Courtesy of WOWSA, Huntington Beach, California.
While Ram Barkai has a remarkable ability to control his shivering after swimming in water under 5ºC (41ºF), it was even more impressive to watch people from various walks of life at the Serpentine Swimming Club – up to the age of 74 – swimming in water temperatures around 1ºC (33-34ºF) for up to 15 minutes and not shiver despite the air temperature that was even more bitterly colder.
It was impressive precisely because Barkai is world renowned. We expect superhuman exploits from the South African financier-turned-ice-swim-advocate.
Barkai has done unprecedented swims around the world from mountain resorts in the Alps to near the bottom of South America. He has represented South Africa at winter swimming championships and is one of the few humans to have swum in Antarctica without a wetsuit. It was the very reason he was featured on Discovery Channel’s Superhuman Showdown, a television series that showcases individuals with unique abilities that extend far beyond that of ordinary humans.
On the Superhuman Showdown, Barkai’s self-trained response to cold water rightly shocked and impressed a global television audience. It was apparent to those unfamiliar with the extreme swimming community that he has unlocked something deep within his innate human abilities, including anticipatory thermogenesis. His excitement for what he has been able to develop within himself for himself, and the mental and physical processes that he has undergone, is palpable. It is clear what his path forward is: to share with the rest of the world the passion, drive and ability to dig deeper within the human potential to achieve what is considered impossible. As a result, he travels far and wide to complete ice swims with other swimmers from around the world and to share his experiences and procedures on how to safely swim in cold water.

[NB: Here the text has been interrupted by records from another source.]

//! Skills: named capabilities invoked through a `/name` prompt prefix.

use async_trait::async_trait;
use serde::{Deserialize, Serialize};

use crate::error::SessionError;

/// A skill the engine knows how to run.
#[derive(Debug, Clone, PartialEq, Eq, Serialize, Deserialize)]
pub struct SkillInfo {
    pub name: String,
    #[serde(default)]
    pub description: String,
}

impl SkillInfo {
    pub fn new(name: impl Into<String>, description: impl Into<String>) -> Self {
        Self {
            name: name.into(),
            description: description.into(),
        }
    }
}

/// Source of available skills.
#[async_trait]
pub trait SkillCatalog: Send + Sync {
    async fn list_skills(&self) -> Vec<SkillInfo>;
}

/// Fixed list of skills.
#[derive(Debug, Clone, Default)]
pub struct StaticSkillCatalog {
    skills: Vec<SkillInfo>,
}

impl StaticSkillCatalog {
    pub fn new(skills: Vec<SkillInfo>) -> Self {
        Self { skills }
    }
}

#[async_trait]
impl SkillCatalog for StaticSkillCatalog {
    async fn list_skills(&self) -> Vec<SkillInfo> {
        self.skills.clone()
    }
}

/// Skill names are a single token of letters, digits, `-`, `_`, `:` or `.`.
pub fn validate_skill_name(name: &str) -> Result<(), SessionError> {
    let valid = !name.is_empty()
        && name
            .chars()
            .all(|c| c.is_ascii_alphanumeric() || matches!(c, '-' | '_' | ':' | '.'));
    if valid {
        Ok(())
    } else {
        Err(SessionError::InvalidSkill(name.to_string()))
    }
}

/// `/<skill> [args...]`, then a blank line and the free text if any.
pub fn build_skill_prompt(skill_name: &str, args: &[String], prompt: Option<&str>) -> String {
    let mut out = format!("/{skill_name}");
    for arg in args.iter().map(|a| a.trim()).filter(|a| !a.is_empty()) {
        out.push(' ');
        out.push_str(arg);
    }
    if let Some(text) = prompt.map(str::trim).filter(|t| !t.is_empty()) {
        out.push_str("\n\n");
        out.push_str(text);
    }
    out
}
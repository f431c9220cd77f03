//! Claude CLI engine: one `claude -p` subprocess per job.

use std::collections::VecDeque;
use std::process::Stdio;

use async_trait::async_trait;
use tokio::io::{AsyncBufReadExt, BufReader};
use tokio::process::{Child, ChildStderr, ChildStdout, Command};
use tokio::sync::mpsc;
use tokio_stream::wrappers::ReceiverStream;
use tokio_util::sync::CancellationToken;
use tracing::{debug, warn};

use super::{AgentEngine, EngineQuery, ItemStream};
use crate::error::EngineError;

/// Lines of stderr kept for failure reports.
const STDERR_TAIL_LINES: usize = 20;

/// Spawns the `claude` CLI in stream-json mode and streams its stdout items.
pub struct ClaudeCliEngine {
    program: String,
}

impl ClaudeCliEngine {
    pub fn new(program: impl Into<String>) -> Self {
        Self {
            program: program.into(),
        }
    }

    /// Command-line arguments for a query.
    pub fn build_args(query: &EngineQuery) -> Vec<String> {
        let mut args = vec![
            "-p".to_string(),
            query.prompt.clone(),
            "--output-format".to_string(),
            "stream-json".to_string(),
            "--verbose".to_string(),
        ];
        let options = &query.options;
        if let Some(ref model) = options.model {
            args.push("--model".to_string());
            args.push(model.clone());
        }
        if let Some(ref token) = options.resume_token {
            args.push("--resume".to_string());
            args.push(token.clone());
        }
        if let Some(ref mode) = options.permission_mode {
            args.push("--permission-mode".to_string());
            args.push(mode.clone());
        }
        args
    }
}

#[async_trait]
impl AgentEngine for ClaudeCliEngine {
    fn name(&self) -> &str {
        "claude"
    }

    async fn query(
        &self,
        query: EngineQuery,
        cancel: CancellationToken,
    ) -> Result<ItemStream, EngineError> {
        let mut cmd = Command::new(&self.program);
        cmd.args(Self::build_args(&query));
        if !query.options.working_directory.as_os_str().is_empty() {
            cmd.current_dir(&query.options.working_directory);
        }
        cmd.stdin(Stdio::null());
        cmd.stdout(Stdio::piped());
        cmd.stderr(Stdio::piped());
        cmd.kill_on_drop(true);

        let mut child = cmd.spawn().map_err(|e| EngineError::Spawn {
            program: self.program.clone(),
            reason: e.to_string(),
        })?;
        debug!(pid = ?child.id(), "Spawned claude");

        let stdout = child
            .stdout
            .take()
            .ok_or_else(|| EngineError::Failed("claude stdout was not captured".to_string()))?;
        let stderr = child.stderr.take();

        let (tx, rx) = mpsc::channel(64);
        tokio::spawn(pump_items(child, stdout, stderr, tx, cancel));

        Ok(Box::pin(ReceiverStream::new(rx)))
    }
}

/// Read stdout lines as JSON items until EOF, then report the exit status.
///
/// Stops (and kills the child) as soon as the job is cancelled or the
/// consumer drops the stream.
async fn pump_items(
    mut child: Child,
    stdout: ChildStdout,
    stderr: Option<ChildStderr>,
    tx: mpsc::Sender<Result<serde_json::Value, EngineError>>,
    cancel: CancellationToken,
) {
    let stderr_tail = stderr.map(|s| tokio::spawn(collect_tail(s)));
    let mut lines = BufReader::new(stdout).lines();

    loop {
        tokio::select! {
            _ = cancel.cancelled() => {
                let _ = child.kill().await;
                return;
            }
            _ = tx.closed() => {
                let _ = child.kill().await;
                return;
            }
            line = lines.next_line() => match line {
                Ok(Some(line)) => {
                    if line.trim().is_empty() {
                        continue;
                    }
                    match serde_json::from_str::<serde_json::Value>(&line) {
                        Ok(item) => {
                            if tx.send(Ok(item)).await.is_err() {
                                let _ = child.kill().await;
                                return;
                            }
                        }
                        Err(e) => warn!(error = %e, "Skipping non-JSON line from claude"),
                    }
                }
                Ok(None) => break,
                Err(e) => {
                    let _ = tx.send(Err(EngineError::Io(e))).await;
                    let _ = child.kill().await;
                    return;
                }
            }
        }
    }

    match child.wait().await {
        Ok(status) if status.success() => {}
        Ok(status) => {
            let tail = match stderr_tail {
                Some(handle) => handle.await.unwrap_or_default(),
                None => String::new(),
            };
            let reason = if tail.is_empty() {
                format!("claude exited with {status}")
            } else {
                format!("claude exited with {status}: {tail}")
            };
            let _ = tx.send(Err(EngineError::Failed(reason))).await;
        }
        Err(e) => {
            let _ = tx.send(Err(EngineError::Io(e))).await;
        }
    }
}

async fn collect_tail(stderr: ChildStderr) -> String {
    let mut tail: VecDeque<String> = VecDeque::with_capacity(STDERR_TAIL_LINES);
    let mut lines = BufReader::new(stderr).lines();
    while let Ok(Some(line)) = lines.next_line().await {
        if line.trim().is_empty() {
            continue;
        }
        if tail.len() == STDERR_TAIL_LINES {
            tail.pop_front();
        }
        tail.push_back(line);
    }
    tail.into_iter().collect::<Vec<_>>().join("\n")
}
//! Worker pool: fixed set of worker slots fed from a FIFO job queue.

pub mod job;
pub mod manager;
pub mod queue;

pub use job::{Job, JobEvent, JobEventKind, JobState};
pub use manager::{JobListener, PoolHandle, PoolStatus, ShutdownReport, WorkerSnapshot};
pub use queue::JobQueue;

But what he has unlocked, pods of swimmers from around the world have long explored and enjoyed. Communities of cold water swimmers have long flourished from Boston to Melbourne usually under the radar of public focus. From the Yaghan people of southern Patagonia (shown in photo above) in previous centuries to the members of the Serpentine Swimming Club in modern times, these swimmers have developed their ability to swim in near-frozen waters. They have done is gradually, responsibly and modestly
While the Yaghan woman used to swim in the icy waters to grab shellfish and small fish living among offshore kelp beds near the bottom of South America, the older British and Irish swimmers with a quiet reserve that is most impressive, regularly shuffle from the spartan locker room in Hyde Park to the frigid waters of the Serpentine in early morning hours. Day after day, month after month, year after year.
And they are not alone. What the Yaghans, British and Irish have unveiled to themselves and others who have witnessed them, swimmers from Japan to Russia to the Czech Republic have also developed over the ages.
But what is at least equally impressive is the ability for swimmers from warm-weather locations, from places like Bangladesh, Hawaii and the Caribbean, who travel to cold-water venues and swim without hypothermia. It is understandable if you live in a country where winters are long, mornings are brutally cold, and snow is a natural phenomenon, then the ability to swim in cold water is a natural outcome for those who are so motivated. But what is it with swimmers who do not own a winter coat, who never see snow, or live in areas where air temperatures never dive below 16ºC (61ºF)? How can they just plop over from a tropical paradise to the more frigid parts of our planet and jump in a swim?
Their cold-water training is essentially zero and their exposure to the cold is what they imagine in their minds. What must it be like for those individuals to manage their body’s own natural physiological response to frigid waters?
We can never imagine or experience those sensations for we only sit on the shoreline watching others explore their potential in the frigidly cold waterways of the world.
But how can we take the mental outlook of Barkai and the individuals like the Serps – where the apparently impossible becomes possible – and transfer that mindset to enhance our speed and distance capabilities? Some open water swimmers prefer challenging themselves to extreme cold water conditions, but others prefer challenging themselves to swimming fast (or faster) or swimming far (or further). We need to capture that mindset of Barkai and the Serps and apply it to our own personal goals.